### PROBLEM DESCRIPTION
Look through the lines below for the word "Option", and copy every line that has it.

[Records from a data source]
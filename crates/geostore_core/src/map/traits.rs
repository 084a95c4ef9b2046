//! The map contract shared by every strategy.

use crate::error::{CoreError, CoreResult};

/// A map from `i64` keys to values of type `V`.
///
/// Writers need `&mut self`; readers share `&self` and may call
/// [`DataMap::get`] and [`DataMap::get_all`] from many threads.
///
/// A missing key is `Ok(None)`, never an error.
pub trait DataMap<V>: Send + Sync {
    /// Stores `value` under `key`.
    ///
    /// # Errors
    ///
    /// Returns an error if the key is rejected by the strategy or the value
    /// cannot be written.
    fn put(&mut self, key: i64, value: &V) -> CoreResult<()>;

    /// Returns the value stored under `key`.
    ///
    /// # Errors
    ///
    /// Returns a storage or codec error if the value cannot be read.
    fn get(&self, key: i64) -> CoreResult<Option<V>>;

    /// Returns the values of `keys`, in the same order.
    ///
    /// # Errors
    ///
    /// Fails on the first read error.
    fn get_all(&self, keys: &[i64]) -> CoreResult<Vec<Option<V>>> {
        keys.iter().map(|key| self.get(*key)).collect()
    }

    /// Stores every entry, in order.
    ///
    /// # Errors
    ///
    /// Fails on the first rejected entry; earlier entries stay written.
    fn put_all(&mut self, entries: &[(i64, V)]) -> CoreResult<()> {
        for (key, value) in entries {
            self.put(*key, value)?;
        }
        Ok(())
    }

    /// Returns whether a value is stored under `key`.
    ///
    /// # Errors
    ///
    /// Same as [`DataMap::get`].
    fn contains_key(&self, key: i64) -> CoreResult<bool> {
        Ok(self.get(key)?.is_some())
    }

    /// Removes `key`, returning whether it was present.
    ///
    /// # Errors
    ///
    /// Returns [`CoreError::Unsupported`] unless the strategy supports deletion.
    fn delete(&mut self, key: i64) -> CoreResult<bool> {
        let _ = key;
        Err(CoreError::unsupported("delete", std::any::type_name::<Self>()))
    }

    /// Returns the number of entries. See each strategy for what is counted.
    fn len(&self) -> u64;

    /// Returns whether the map is empty.
    fn is_empty(&self) -> bool {
        self.len() == 0
    }

    /// Closes every list and memory beneath the map, keeping persisted data.
    ///
    /// # Errors
    ///
    /// Returns an error if flushing mapped memory fails.
    fn close(&self) -> CoreResult<()>;

    /// Closes the map and deletes everything it persisted.
    ///
    /// # Errors
    ///
    /// Returns an error if a backing file or directory cannot be removed.
    fn clean(&self) -> CoreResult<()>;
}
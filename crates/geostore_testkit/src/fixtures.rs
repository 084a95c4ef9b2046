//! Test fixtures over every memory backend.
//!
//! Mapped memories live in a temporary directory that is removed when the
//! fixture is dropped.

use geostore_codec::{DataType, LongDataType};
use geostore_core::{CacheConfig, DataList, DenseDataMap, SortedDataMap};
use geostore_storage::{Memory, MemoryKind};
use std::path::{Path, PathBuf};
use tempfile::TempDir;

/// Every memory backend, in declaration order.
pub const ALL_KINDS: [MemoryKind; 4] = [
    MemoryKind::OnHeap,
    MemoryKind::OffHeap,
    MemoryKind::MappedFile,
    MemoryKind::MappedDirectory,
];

/// A temporary directory handing out memories of any kind.
pub struct TestMemory {
    temp_dir: TempDir,
}

impl TestMemory {
    /// Creates a fixture with a fresh temporary directory.
    pub fn new() -> Self {
        Self {
            temp_dir: TempDir::new().expect("Failed to create temp directory"),
        }
    }

    /// Returns the temporary directory.
    pub fn path(&self) -> &Path {
        self.temp_dir.path()
    }

    /// Returns the path a mapped memory named `name` would use.
    pub fn path_of(&self, name: &str) -> PathBuf {
        self.temp_dir.path().join(name)
    }

    /// Opens a memory of `kind` named `name`.
    pub fn memory(&self, kind: MemoryKind, name: &str, segment_size: usize) -> Memory {
        kind.open(&self.path_of(name), segment_size)
            .expect("Failed to open memory")
    }

    /// Opens one memory of every kind, named after the kind.
    pub fn all(&self, segment_size: usize) -> Vec<Memory> {
        ALL_KINDS
            .iter()
            .map(|kind| self.memory(*kind, &format!("{kind:?}").to_lowercase(), segment_size))
            .collect()
    }

    /// Returns a cache configuration rooted in the temporary directory.
    pub fn config(&self, kind: MemoryKind, segment_size: usize) -> CacheConfig {
        CacheConfig::new()
            .memory_kind(kind)
            .segment_size(segment_size)
            .cache_dir(self.path())
    }

    /// Creates a fixed-size list of `kind` named `name`.
    pub fn fixed_list<D: DataType>(
        &self,
        kind: MemoryKind,
        name: &str,
        segment_size: usize,
        data_type: D,
    ) -> DataList<D> {
        DataList::fixed(self.memory(kind, name, segment_size), data_type)
            .expect("Failed to create list")
    }

    /// Creates a variable-size list of `kind` named `name`.
    pub fn variable_list<D: DataType>(
        &self,
        kind: MemoryKind,
        name: &str,
        segment_size: usize,
        data_type: D,
    ) -> DataList<D> {
        let offsets = self.fixed_list(kind, &format!("{name}_offsets"), segment_size, LongDataType);
        DataList::variable(self.memory(kind, name, segment_size), offsets, data_type)
            .expect("Failed to create list")
    }

    /// Creates a dense map of `kind` named `name`.
    pub fn dense_map<D: DataType>(
        &self,
        kind: MemoryKind,
        name: &str,
        segment_size: usize,
        data_type: D,
    ) -> DenseDataMap<D> {
        DenseDataMap::new(self.fixed_list(kind, name, segment_size, data_type))
            .expect("Failed to create dense map")
    }

    /// Creates a sorted map of `kind` named `name` with fixed-size values.
    pub fn sorted_map<D: DataType>(
        &self,
        kind: MemoryKind,
        name: &str,
        segment_size: usize,
        data_type: D,
    ) -> SortedDataMap<D> {
        SortedDataMap::new(
            self.fixed_list(kind, &format!("{name}_chunks"), segment_size, LongDataType),
            self.fixed_list(kind, &format!("{name}_keys"), segment_size, LongDataType),
            self.fixed_list(kind, &format!("{name}_values"), segment_size, data_type),
        )
        .expect("Failed to create sorted map")
    }
}

impl Default for TestMemory {
    fn default() -> Self {
        Self::new()
    }
}

/// Runs `f` once with a memory of every kind.
///
/// # Example
///
/// ```
/// use geostore_testkit::with_each_memory;
///
/// with_each_memory(1024, |memory| {
///     assert_eq!(memory.segment(0).unwrap().capacity(), 1024);
/// });
/// ```
pub fn with_each_memory<F>(segment_size: usize, mut f: F)
where
    F: FnMut(Memory),
{
    let fixture = TestMemory::new();
    for memory in fixture.all(segment_size) {
        f(memory);
    }
}

#[cfg(test)]
mod tests {
    use super::*;

    #[test]
    fn one_memory_per_kind() {
        let fixture = TestMemory::new();
        let kinds: Vec<_> = fixture.all(256).iter().map(Memory::kind).collect();
        assert_eq!(kinds, ALL_KINDS.to_vec());
    }

    #[test]
    fn mapped_memories_live_in_the_fixture() {
        let fixture = TestMemory::new();
        let memory = fixture.memory(MemoryKind::MappedFile, "nodes", 128);
        memory.segment(0).unwrap();
        assert!(fixture.path_of("nodes").is_file());
    }

    #[test]
    fn each_memory_is_visited() {
        let mut count = 0;
        with_each_memory(64, |_| count += 1);
        assert_eq!(count, 4);
    }
}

### ANSWER SPACE
    fn get(&self, key: i64) -> CoreResult<Option<V>>;
    fn get_all(&self, keys: &[i64]) -> CoreResult<Vec<Option<V>>> {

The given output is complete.